→ **What the task requires**: Would you output the entries below only from the line containing "repository 747168bd5a18d906" through the line containing "assert_eq!(verification_count(&app).await?, expected);", exactly as they stand and with both ends included?

→ **Input material**:
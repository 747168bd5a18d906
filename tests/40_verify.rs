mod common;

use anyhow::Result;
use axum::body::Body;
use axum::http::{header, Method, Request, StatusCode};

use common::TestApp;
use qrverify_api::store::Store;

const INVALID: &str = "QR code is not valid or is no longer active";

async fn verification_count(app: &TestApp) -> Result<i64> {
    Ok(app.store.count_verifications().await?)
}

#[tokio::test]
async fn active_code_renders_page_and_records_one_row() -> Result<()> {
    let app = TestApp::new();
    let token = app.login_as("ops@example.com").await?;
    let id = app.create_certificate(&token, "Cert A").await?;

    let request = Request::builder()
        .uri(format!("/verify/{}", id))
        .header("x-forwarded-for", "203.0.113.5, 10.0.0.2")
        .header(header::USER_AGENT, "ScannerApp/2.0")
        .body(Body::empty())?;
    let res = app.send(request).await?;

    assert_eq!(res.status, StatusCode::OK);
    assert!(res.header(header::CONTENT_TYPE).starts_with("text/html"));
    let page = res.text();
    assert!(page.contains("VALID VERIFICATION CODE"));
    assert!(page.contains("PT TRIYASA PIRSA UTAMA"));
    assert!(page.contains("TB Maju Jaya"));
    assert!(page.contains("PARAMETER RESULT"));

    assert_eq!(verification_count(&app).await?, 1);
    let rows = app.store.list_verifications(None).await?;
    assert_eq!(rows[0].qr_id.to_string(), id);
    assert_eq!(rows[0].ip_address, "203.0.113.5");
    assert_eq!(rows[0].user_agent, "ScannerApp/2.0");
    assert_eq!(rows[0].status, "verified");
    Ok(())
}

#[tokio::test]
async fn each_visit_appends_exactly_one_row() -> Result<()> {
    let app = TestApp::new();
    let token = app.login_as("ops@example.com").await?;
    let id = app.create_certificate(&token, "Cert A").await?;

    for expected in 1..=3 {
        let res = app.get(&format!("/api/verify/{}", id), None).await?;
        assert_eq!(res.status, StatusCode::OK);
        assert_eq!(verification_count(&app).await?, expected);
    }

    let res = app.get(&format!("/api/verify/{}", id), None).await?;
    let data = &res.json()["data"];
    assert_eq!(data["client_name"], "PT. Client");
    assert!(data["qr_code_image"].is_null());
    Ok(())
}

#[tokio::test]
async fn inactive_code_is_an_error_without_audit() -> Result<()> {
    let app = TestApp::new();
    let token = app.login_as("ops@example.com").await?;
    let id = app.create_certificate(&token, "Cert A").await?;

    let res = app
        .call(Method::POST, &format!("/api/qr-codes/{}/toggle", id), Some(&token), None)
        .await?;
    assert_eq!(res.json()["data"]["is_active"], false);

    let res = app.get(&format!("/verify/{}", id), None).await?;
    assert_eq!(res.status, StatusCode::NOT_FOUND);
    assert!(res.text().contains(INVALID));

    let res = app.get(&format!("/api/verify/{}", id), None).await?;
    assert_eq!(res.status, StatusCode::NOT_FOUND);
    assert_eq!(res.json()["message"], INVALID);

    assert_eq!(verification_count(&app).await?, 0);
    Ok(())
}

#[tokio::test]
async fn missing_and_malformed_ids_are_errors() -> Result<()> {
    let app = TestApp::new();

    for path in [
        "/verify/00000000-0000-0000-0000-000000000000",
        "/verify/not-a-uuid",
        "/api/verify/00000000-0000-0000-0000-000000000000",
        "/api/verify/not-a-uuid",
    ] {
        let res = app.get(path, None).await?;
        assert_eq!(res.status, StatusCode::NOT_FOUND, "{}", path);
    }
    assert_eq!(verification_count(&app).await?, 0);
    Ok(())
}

--

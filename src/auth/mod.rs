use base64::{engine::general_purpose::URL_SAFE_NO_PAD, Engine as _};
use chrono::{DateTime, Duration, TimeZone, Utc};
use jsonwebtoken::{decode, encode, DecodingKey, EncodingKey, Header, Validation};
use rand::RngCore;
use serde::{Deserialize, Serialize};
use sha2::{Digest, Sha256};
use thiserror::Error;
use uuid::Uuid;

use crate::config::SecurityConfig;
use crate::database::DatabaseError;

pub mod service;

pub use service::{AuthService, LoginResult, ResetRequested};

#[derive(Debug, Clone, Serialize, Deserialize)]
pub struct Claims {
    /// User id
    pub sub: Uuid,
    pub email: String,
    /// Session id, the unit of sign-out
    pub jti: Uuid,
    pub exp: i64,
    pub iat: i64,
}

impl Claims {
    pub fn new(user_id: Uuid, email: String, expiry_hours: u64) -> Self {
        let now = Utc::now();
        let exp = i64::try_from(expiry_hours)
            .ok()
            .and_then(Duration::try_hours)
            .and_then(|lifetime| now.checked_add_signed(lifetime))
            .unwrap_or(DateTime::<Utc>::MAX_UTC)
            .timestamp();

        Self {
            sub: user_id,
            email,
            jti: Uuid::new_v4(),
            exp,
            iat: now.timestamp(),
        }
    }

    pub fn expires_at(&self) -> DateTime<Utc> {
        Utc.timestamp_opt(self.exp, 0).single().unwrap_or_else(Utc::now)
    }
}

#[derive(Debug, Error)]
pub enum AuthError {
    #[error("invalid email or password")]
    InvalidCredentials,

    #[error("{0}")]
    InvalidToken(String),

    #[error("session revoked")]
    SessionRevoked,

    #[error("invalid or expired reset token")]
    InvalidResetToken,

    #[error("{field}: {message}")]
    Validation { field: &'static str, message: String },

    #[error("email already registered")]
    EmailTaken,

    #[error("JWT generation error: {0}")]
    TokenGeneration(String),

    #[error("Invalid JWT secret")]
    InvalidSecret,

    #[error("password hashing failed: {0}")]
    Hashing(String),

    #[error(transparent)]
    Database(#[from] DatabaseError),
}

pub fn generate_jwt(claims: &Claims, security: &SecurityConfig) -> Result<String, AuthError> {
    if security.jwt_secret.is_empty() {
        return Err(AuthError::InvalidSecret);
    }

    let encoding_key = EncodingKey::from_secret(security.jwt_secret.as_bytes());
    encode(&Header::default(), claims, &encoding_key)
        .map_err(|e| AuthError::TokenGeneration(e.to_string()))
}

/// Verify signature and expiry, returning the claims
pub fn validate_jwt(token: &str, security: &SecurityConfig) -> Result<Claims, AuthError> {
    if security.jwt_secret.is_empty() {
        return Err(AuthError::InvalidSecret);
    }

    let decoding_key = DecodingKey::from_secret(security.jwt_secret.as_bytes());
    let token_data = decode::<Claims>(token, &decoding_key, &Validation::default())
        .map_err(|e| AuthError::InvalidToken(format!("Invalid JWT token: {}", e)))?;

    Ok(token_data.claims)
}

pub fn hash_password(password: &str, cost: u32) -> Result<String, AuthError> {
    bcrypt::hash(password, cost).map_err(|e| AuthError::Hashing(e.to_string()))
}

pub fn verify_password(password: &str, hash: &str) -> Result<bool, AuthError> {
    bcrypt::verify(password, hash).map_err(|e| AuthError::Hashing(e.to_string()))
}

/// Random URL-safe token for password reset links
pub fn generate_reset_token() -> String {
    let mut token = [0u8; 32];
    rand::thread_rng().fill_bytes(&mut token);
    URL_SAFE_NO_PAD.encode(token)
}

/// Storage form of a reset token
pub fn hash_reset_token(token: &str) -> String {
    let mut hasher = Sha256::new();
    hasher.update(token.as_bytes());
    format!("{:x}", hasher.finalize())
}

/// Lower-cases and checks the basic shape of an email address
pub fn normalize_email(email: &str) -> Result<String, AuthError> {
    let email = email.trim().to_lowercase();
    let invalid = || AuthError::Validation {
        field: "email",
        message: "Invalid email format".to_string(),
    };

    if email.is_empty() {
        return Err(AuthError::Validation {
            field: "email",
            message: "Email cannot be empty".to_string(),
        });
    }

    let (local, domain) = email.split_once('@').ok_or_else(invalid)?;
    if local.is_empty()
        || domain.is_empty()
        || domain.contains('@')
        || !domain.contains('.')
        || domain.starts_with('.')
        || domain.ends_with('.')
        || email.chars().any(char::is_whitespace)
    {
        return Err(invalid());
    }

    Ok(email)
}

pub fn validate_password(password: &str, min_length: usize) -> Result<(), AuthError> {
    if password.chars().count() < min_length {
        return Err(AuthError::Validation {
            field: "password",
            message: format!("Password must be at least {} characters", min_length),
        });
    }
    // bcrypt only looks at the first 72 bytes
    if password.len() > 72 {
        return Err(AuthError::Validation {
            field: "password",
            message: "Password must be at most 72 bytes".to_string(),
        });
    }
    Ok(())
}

→ **Written reply**:
repository 747168bd5a18d906
filename tests/40_verify.rs
mod common;

use anyhow::Result;
use axum::body::Body;
use axum::http::{header, Method, Request, StatusCode};

use common::TestApp;
use qrverify_api::store::Store;

const INVALID: &str = "QR code is not valid or is no longer active";

async fn verification_count(app: &TestApp) -> Result<i64> {
    Ok(app.store.count_verifications().await?)
}

#[tokio::test]
async fn active_code_renders_page_and_records_one_row() -> Result<()> {
    let app = TestApp::new();
    let token = app.login_as("ops@example.com").await?;
    let id = app.create_certificate(&token, "Cert A").await?;

    let request = Request::builder()
        .uri(format!("/verify/{}", id))
        .header("x-forwarded-for", "203.0.113.5, 10.0.0.2")
        .header(header::USER_AGENT, "ScannerApp/2.0")
        .body(Body::empty())?;
    let res = app.send(request).await?;

    assert_eq!(res.status, StatusCode::OK);
    assert!(res.header(header::CONTENT_TYPE).starts_with("text/html"));
    let page = res.text();
    assert!(page.contains("VALID VERIFICATION CODE"));
    assert!(page.contains("PT TRIYASA PIRSA UTAMA"));
    assert!(page.contains("TB Maju Jaya"));
    assert!(page.contains("PARAMETER RESULT"));

    assert_eq!(verification_count(&app).await?, 1);
    let rows = app.store.list_verifications(None).await?;
    assert_eq!(rows[0].qr_id.to_string(), id);
    assert_eq!(rows[0].ip_address, "203.0.113.5");
    assert_eq!(rows[0].user_agent, "ScannerApp/2.0");
    assert_eq!(rows[0].status, "verified");
    Ok(())
}

#[tokio::test]
async fn each_visit_appends_exactly_one_row() -> Result<()> {
    let app = TestApp::new();
    let token = app.login_as("ops@example.com").await?;
    let id = app.create_certificate(&token, "Cert A").await?;

    for expected in 1..=3 {
        let res = app.get(&format!("/api/verify/{}", id), None).await?;
        assert_eq!(res.status, StatusCode::OK);
        assert_eq!(verification_count(&app).await?, expected);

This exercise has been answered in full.